To start off with, we asked Gordon what The Brilliant Club involves and what it’s designed to achieve:
G: The Brilliant Club is an initiative where PhD students come into schools in postcodes where historically there hasn’t been a large number of applications to the best universities, to engage with students to upgrade their skills of discussion, academic analysis and written communication.
It’s a charity that’s been going for seven or eight years now and involves schools from across the region – Consett, Hartlepool, for example. A big focus of the initiative is raising aspirations – getting students to look beyond traditional local employment.
We moved on and asked what specific work Gordon was doing with Richmond Sixth Form College students:
G: PhD students are asked to produce a workbook covering seven weekly tutorials to include scenarios, case studies, etc. My area of interest is robot ethics and raising employability skills – that’s the focus of my PhD: how do we get young people to elevate their thought processes to make them more employable and not be replaced by AI or a robot!
The workbook and the marking criteria are undergraduate level, so it takes a bit of time for students to realise the level of work they should be producing. At A-level, many students haven’t come across the concept of citation yet – how many sources are they drawing from, are they using sources to validate arguments, are they using them to compare and contrast expert viewpoints?

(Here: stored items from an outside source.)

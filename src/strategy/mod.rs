//! Text emission cadence.
//!
//! A [`ChunkStrategy`] decides, per text delta, whether the processor should
//! surface the accumulated text now or keep buffering. Strategies only
//! affect *when* text is surfaced: at stream end the buffer is flushed
//! regardless, so no text is ever lost.

mod config;

pub use config::{StrategyConfig, StrategyFactory};

use std::time::Duration;

/// Policy answering "emit now?" for each text delta.
pub trait ChunkStrategy: Send {
    /// Called once per text delta, in arrival order.
    fn should_emit(&mut self, chunk: &str, accumulated: &str) -> bool;

    /// Reset internal state (for reuse across streams).
    fn reset(&mut self) {}

    /// Delay after which buffered text should be flushed even though no
    /// further delta arrived. `None` means no timer is armed.
    fn flush_after(&self) -> Option<Duration> {
        None
    }

    /// Called when the processor flushed because the [`flush_after`] timer
    /// elapsed.
    ///
    /// [`flush_after`]: ChunkStrategy::flush_after
    fn on_timer_flush(&mut self) {}
}

/// Emit on every delta.
#[derive(Debug, Clone, Copy, Default)]
pub struct Immediate;

impl ChunkStrategy for Immediate {
    fn should_emit(&mut self, _chunk: &str, _accumulated: &str) -> bool {
        true
    }
}

/// Emit when the delta itself contains sentence or clause punctuation.
#[derive(Debug, Clone, Copy, Default)]
pub struct Punctuation;

impl Punctuation {
    const MARKS: [char; 7] = ['.', ',', '!', '?', ';', ':', '\n'];
}

impl ChunkStrategy for Punctuation {
    fn should_emit(&mut self, chunk: &str, _accumulated: &str) -> bool {
        chunk.contains(Self::MARKS)
    }
}

/// Emit on every `size`-th delta.
#[derive(Debug, Clone)]
pub struct Batch {
    size: usize,
    count: usize,
}

impl Batch {
    pub const DEFAULT_SIZE: usize = 5;

    /// A batch of zero is treated as one.
    pub fn new(size: usize) -> Self {
        Self {
            size: size.max(1),
            count: 0,
        }
    }
}

impl Default for Batch {
    fn default() -> Self {
        Self::new(Self::DEFAULT_SIZE)
    }
}

impl ChunkStrategy for Batch {
    fn should_emit(&mut self, _chunk: &str, _accumulated: &str) -> bool {
        self.count += 1;
        self.count % self.size == 0
    }

    fn reset(&mut self) {
        self.count = 0;
    }
}

/// Emit when the delta ends on whitespace.
#[derive(Debug, Clone, Copy, Default)]
pub struct WordBoundary;

impl ChunkStrategy for WordBoundary {
    fn should_emit(&mut self, chunk: &str, _accumulated: &str) -> bool {
        chunk.chars().last().is_some_and(char::is_whitespace)
    }
}

/// Never emits synchronously; arms a quiet-period timer instead.
///
/// Every delta restarts the timer. The processor's async driver flushes the
/// buffer once `delay` passes without a new delta.
#[derive(Debug, Clone)]
pub struct Debounce {
    delay: Duration,
    armed: bool,
}

impl Debounce {
    pub const DEFAULT_DELAY: Duration = Duration::from_millis(100);

    pub fn new(delay: Duration) -> Self {
        Self {
            delay,
            armed: false,
        }
    }
}

impl Default for Debounce {
    fn default() -> Self {
        Self::new(Self::DEFAULT_DELAY)
    }
}

impl ChunkStrategy for Debounce {
    fn should_emit(&mut self, _chunk: &str, _accumulated: &str) -> bool {
        self.armed = true;
        false
    }

    fn reset(&mut self) {
        self.armed = false;
    }

    fn flush_after(&self) -> Option<Duration> {
        self.armed.then_some(self.delay)
    }

    fn on_timer_flush(&mut self) {
        self.armed = false;
    }
}

/// Emit when any child strategy emits.
///
/// Every child sees every delta, so stateful children (batch counters,
/// debounce timers) stay in step even when an earlier child already fired.
#[derive(Default)]
pub struct Composite {
    strategies: Vec<Box<dyn ChunkStrategy>>,
}

impl Composite {
    pub fn new(strategies: Vec<Box<dyn ChunkStrategy>>) -> Self {
        Self { strategies }
    }

    pub fn with(mut self, strategy: impl ChunkStrategy + 'static) -> Self {
        self.strategies.push(Box::new(strategy));
        self
    }
}

impl std::fmt::Debug for Composite {
    fn fmt(&self, f: &mut std::fmt::Formatter<'_>) -> std::fmt::Result {
        f.debug_struct("Composite")
            .field("strategies", &self.strategies.len())
            .finish()
    }
}

impl ChunkStrategy for Composite {
    fn should_emit(&mut self, chunk: &str, accumulated: &str) -> bool {
        self.strategies
            .iter_mut()
            .fold(false, |emit, s| s.should_emit(chunk, accumulated) || emit)
    }

    fn reset(&mut self) {
        self.strategies.iter_mut().for_each(|s| s.reset());
    }

    fn flush_after(&self) -> Option<Duration> {
        self.strategies.iter().filter_map(|s| s.flush_after()).min()
    }

    fn on_timer_flush(&mut self) {
        self.strategies.iter_mut().for_each(|s| s.on_timer_flush());
    }
}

After only seven sessions, the mechanics of how to structure a 2000 word essay at undergraduate level when you’re sixteen, seventeen years old – that’s quite hard!
We talked about some of the differences between the approach taken by The Brilliant Club compared to A-level lessons and got into some of the specifics of the discussions the groups have had.
G: A lot of school work concerns knowledge accumulation, then recall at assessment, but the approach we take is slightly different. We’re looking from a philosophical and ethical viewpoint about a person’s view of the world.
Recently we had a discussion about AI decisions in driverless cars. For example if a driverless car is in a situation where there is a choice between colliding with a car full of cats and dogs or an elderly person, how should the car’s algorithm be programmed? Many of the group argued that the elderly person should be saved at the expense of the animals, but some students spoke passionately about sentience – that the animals should be saved because a life is a life and there are more of them – it was quite a lively debate!
What’s challenging is to stop being emotionally involved with the question and to apply objective analysis. It really helps when we look at exemplar work – what the differences are between essays that have scored a first or a 2:1 or 2:2.
We often come to the conclusion that the philosophical and ethical theories don’t work – again, that’s quite a challenge for the students – to find out that there’s not actually a right and a wrong answer in these situations. That’s the beauty of ethics – life is messy – sometimes both outcomes are unappealing!
Thanks to Gordon for giving us an insight into the work that The Brilliant Club does. It’s excellent to hear that the academic progress and employability skills of our students are being stretched and challenged not just in their lessons and by in-school activities, but in all sorts of other ways – The Brilliant Club being a brilliant example!